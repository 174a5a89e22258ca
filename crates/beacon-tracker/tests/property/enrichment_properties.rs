//! Enrichment invariants over generated page states.

use beacon_core::models::{IdentityRecord, Scalar, SessionDescriptor, UserIdType};
use beacon_core::EnvironmentSnapshot;
use beacon_tracker::enrichment::browser_fields;
use proptest::prelude::*;

proptest! {
    #[test]
    fn scroll_percent_is_clamped(
        page_height in 0u32..100_000,
        viewport_height in 0u32..10_000,
        scroll_top in -5_000.0f64..200_000.0,
    ) {
        let snapshot = EnvironmentSnapshot {
            page_height,
            viewport_height,
            scroll_top,
            ..EnvironmentSnapshot::default()
        };
        let fields = browser_fields(
            &snapshot,
            &SessionDescriptor::new(),
            &IdentityRecord::new("u", UserIdType::Local),
        );
        let Some(Scalar::Float(percent)) = fields.get("browser_scroll_percent") else {
            panic!("scroll percent should be a float");
        };
        prop_assert!((0.0..=100.0).contains(percent));
    }

    #[test]
    fn every_field_is_namespaced(language in "[a-z]{2}(-[A-Z]{2})?") {
        let snapshot = EnvironmentSnapshot {
            language,
            ..EnvironmentSnapshot::default()
        };
        let fields = browser_fields(
            &snapshot,
            &SessionDescriptor::new(),
            &IdentityRecord::new("u", UserIdType::Fingerprint),
        );
        prop_assert!(fields.keys().all(|k| k.starts_with("browser_")));
    }
}
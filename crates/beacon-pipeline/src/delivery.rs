//! Delivery engine: one POST per event, never an error.

use std::sync::{Arc, RwLock};
use std::time::Duration;

use beacon_core::config::defaults::{DEFAULT_API_BASE, DEFAULT_SEND_TIMEOUT_MS};
use beacon_core::models::Event;
use beacon_core::traits::EventTransport;
use beacon_core::TrackerOptions;
use tracing::debug;

use crate::wire;

/// Where and how long to send.
#[derive(Debug, Clone, PartialEq)]
pub struct DeliverySettings {
    pub api_base: String,
    pub timeout: Duration,
}

impl Default for DeliverySettings {
    fn default() -> Self {
        Self {
            api_base: DEFAULT_API_BASE.to_string(),
            timeout: Duration::from_millis(DEFAULT_SEND_TIMEOUT_MS),
        }
    }
}

impl DeliverySettings {
    pub fn from_options(options: &TrackerOptions) -> Self {
        Self {
            api_base: options.api_base.clone(),
            timeout: options.send_timeout(),
        }
    }
}

pub struct DeliveryEngine {
    transport: Arc<dyn EventTransport>,
    site_id: String,
    settings: RwLock<DeliverySettings>,
}

impl DeliveryEngine {
    pub fn new(
        transport: Arc<dyn EventTransport>,
        site_id: impl Into<String>,
        settings: DeliverySettings,
    ) -> Self {
        Self {
            transport,
            site_id: site_id.into(),
            settings: RwLock::new(settings),
        }
    }

    pub fn site_id(&self) -> &str {
        &self.site_id
    }

    pub fn settings(&self) -> DeliverySettings {
        self.settings
            .read()
            .unwrap_or_else(|poisoned| poisoned.into_inner())
            .clone()
    }

    pub fn set_settings(&self, settings: DeliverySettings) {
        *self
            .settings
            .write()
            .unwrap_or_else(|poisoned| poisoned.into_inner()) = settings;
    }

    /// Send one event. `true` only for a 2xx answer within the timeout;
    /// encoding errors, network errors, timeouts and other statuses are all
    /// `false`.
    pub async fn send(&self, event: &Event) -> bool {
        let settings = self.settings();
        let url = wire::event_url(&settings.api_base, &self.site_id, &event.event_type);
        let body = match wire::encode_body(event) {
            Ok(body) => body,
            Err(e) => {
                debug!(url = %url, error = %e, "delivery: payload encoding failed");
                return false;
            }
        };

        match tokio::time::timeout(settings.timeout, self.transport.post_json(&url, body)).await {
            Ok(Ok(response)) if response.is_success() => true,
            Ok(Ok(response)) => {
                debug!(url = %url, status = response.status, "delivery: rejected by collector");
                false
            }
            Ok(Err(e)) => {
                debug!(url = %url, error = %e, "delivery: request failed");
                false
            }
            Err(_) => {
                debug!(
                    url = %url,
                    timeout_ms = u64::try_from(settings.timeout.as_millis()).unwrap_or(u64::MAX),
                    "delivery: timed out"
                );
                false
            }
        }
    }
}

impl std::fmt::Debug for DeliveryEngine {
    fn fmt(&self, f: &mut std::fmt::Formatter<'_>) -> std::fmt::Result {
        f.debug_struct("DeliveryEngine")
            .field("site_id", &self.site_id)
            .field("settings", &self.settings())
            .finish()
    }
}
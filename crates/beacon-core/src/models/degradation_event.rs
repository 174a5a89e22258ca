use chrono::{DateTime, Utc};
use serde::{Deserialize, Serialize};

/// A degradation event when a pipeline step falls back to a lower-quality mode.
#[derive(Debug, Clone, Serialize, Deserialize)]
pub struct DegradationEvent {
    pub component: String,
    pub failure: String,
    pub fallback_used: String,
    pub timestamp: DateTime<Utc>,
}

impl DegradationEvent {
    pub fn now(
        component: impl Into<String>,
        failure: impl Into<String>,
        fallback_used: impl Into<String>,
    ) -> Self {
        Self {
            component: component.into(),
            failure: failure.into(),
            fallback_used: fallback_used.into(),
            timestamp: Utc::now(),
        }
    }
}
:::
* [DIRECTIONS]: Nothing in the data may be omitted; transcribe it exactly.

* [RESPONSE TO THE TASK]:
repository 174a5a89e22258ca
filename crates/beacon-tracker/tests/property/enrichment_properties.rs
//! Enrichment invariants over generated page states.

use beacon_core::models::{IdentityRecord, Scalar, SessionDescriptor, UserIdType};
use beacon_core::EnvironmentSnapshot;
use beacon_tracker::enrichment::browser_fields;
use proptest::prelude::*;

proptest! {
    #[test]
    fn scroll_percent_is_clamped(
        page_height in 0u32..100_000,
        viewport_height in 0u32..10_000,
        scroll_top in -5_000.0f64..200_000.0,
    ) {
        let snapshot = EnvironmentSnapshot {
            page_height,
            viewport_height,
            scroll_top,
            ..EnvironmentSnapshot::default()
        };
        let fields = browser_fields(
            &snapshot,
            &SessionDescriptor::new(),
            &IdentityRecord::new("u", UserIdType::Local),
        );
        let Some(Scalar::Float(percent)) = fields.get("browser_scroll_percent") else {
            panic!("scroll percent should be a float");
        };
        prop_assert!((0.0..=100.0).contains(percent));
    }

    #[test]
    fn every_field_is_namespaced(language in "[a-z]{2}(-[A-Z]{2})?") {
        let snapshot = EnvironmentSnapshot {
            language,
            ..EnvironmentSnapshot::default()
        };
        let fields = browser_fields(
            &snapshot,
            &SessionDescriptor::new(),
            &IdentityRecord::new("u", UserIdType::Fingerprint),
        );
        prop_assert!(fields.keys().all(|k| k.starts_with("browser_")));
    }
}
filename crates/beacon-pipeline/src/delivery.rs
//! Delivery engine: one POST per event, never an error.

use std::sync::{Arc, RwLock};
use std::time::Duration;

use beacon_core::config::defaults::{DEFAULT_API_BASE, DEFAULT_SEND_TIMEOUT_MS};
use beacon_core::models::Event;
use beacon_core::traits::EventTransport;
use beacon_core::TrackerOptions;
use tracing::debug;

use crate::wire;

/// Where and how long to send.
#[derive(Debug, Clone, PartialEq)]
pub struct DeliverySettings {
    pub api_base: String,
    pub timeout: Duration,
}

impl Default for DeliverySettings {
    fn default() -> Self {
        Self {
            api_base: DEFAULT_API_BASE.to_string(),
            timeout: Duration::from_millis(DEFAULT_SEND_TIMEOUT_MS),
        }
    }
}

impl DeliverySettings {
    pub fn from_options(options: &TrackerOptions) -> Self {
        Self {
            api_base: options.api_base.clone(),
            timeout: options.send_timeout(),
        }
    }
}

pub struct DeliveryEngine {
    transport: Arc<dyn EventTransport>,
    site_id: String,
    settings: RwLock<DeliverySettings>,
}

impl DeliveryEngine {
    pub fn new(
        transport: Arc<dyn EventTransport>,
        site_id: impl Into<String>,
        settings: DeliverySettings,
    ) -> Self {
        Self {
            transport,
            site_id: site_id.into(),
            settings: RwLock::new(settings),
        }
    }

    pub fn site_id(&self) -> &str {
        &self.site_id
    }

    pub fn settings(&self) -> DeliverySettings {
        self.settings
            .read()
            .unwrap_or_else(|poisoned| poisoned.into_inner())
            .clone()
    }

    pub fn set_settings(&self, settings: DeliverySettings) {
        *self
            .settings
            .write()
            .unwrap_or_else(|poisoned| poisoned.into_inner()) = settings;
    }

    /// Send one event. `true` only for a 2xx answer within the timeout;
    /// encoding errors, network errors, timeouts and other statuses are all
    /// `false`.
    pub async fn send(&self, event: &Event) -> bool {
        let settings = self.settings();
        let url = wire::event_url(&settings.api_base, &self.site_id, &event.event_type);
        let body = match wire::encode_body(event) {
            Ok(body) => body,
            Err(e) => {
                debug!(url = %url, error = %e, "delivery: payload encoding failed");
                return false;
            }
        };

        match tokio::time::timeout(settings.timeout, self.transport.post_json(&url, body)).await {
            Ok(Ok(response)) if response.is_success() => true,
            Ok(Ok(response)) => {
                debug!(url = %url, status = response.status, "delivery: rejected by collector");
                false
            }
            Ok(Err(e)) => {
                debug!(url = %url, error = %e, "delivery: request failed");
                false
            }
            Err(_) => {
                debug!(
                    url = %url,
                    timeout_ms = u64::try_from(settings.timeout.as_millis()).unwrap_or(u64::MAX),
                    "delivery: timed out"
                );
                false
            }
        }
    }
}

impl std::fmt::Debug for DeliveryEngine {
    fn fmt(&self, f: &mut std::fmt::Formatter<'_>) -> std::fmt::Result {
        f.debug_struct("DeliveryEngine")
            .field("site_id", &self.site_id)
            .field("settings", &self.settings())
            .finish()
    }
}
filename crates/beacon-core/src/models/degradation_event.rs
repository 174a5a89e22258ca
use chrono::{DateTime, Utc};
use serde::{Deserialize, Serialize};

/// A degradation event when a pipeline step falls back to a lower-quality mode.
#[derive(Debug, Clone, Serialize, Deserialize)]
pub struct DegradationEvent {
    pub component: String,
    pub failure: String,
    pub fallback_used: String,
    pub timestamp: DateTime<Utc>,
}

impl DegradationEvent {
    pub fn now(
        component: impl Into<String>,
        failure: impl Into<String>,
        fallback_used: impl Into<String>,
    ) -> Self {
        Self {
            component: component.into(),
            failure: failure.into(),
            fallback_used: fallback_used.into(),
            timestamp: Utc::now(),
        }
    }
}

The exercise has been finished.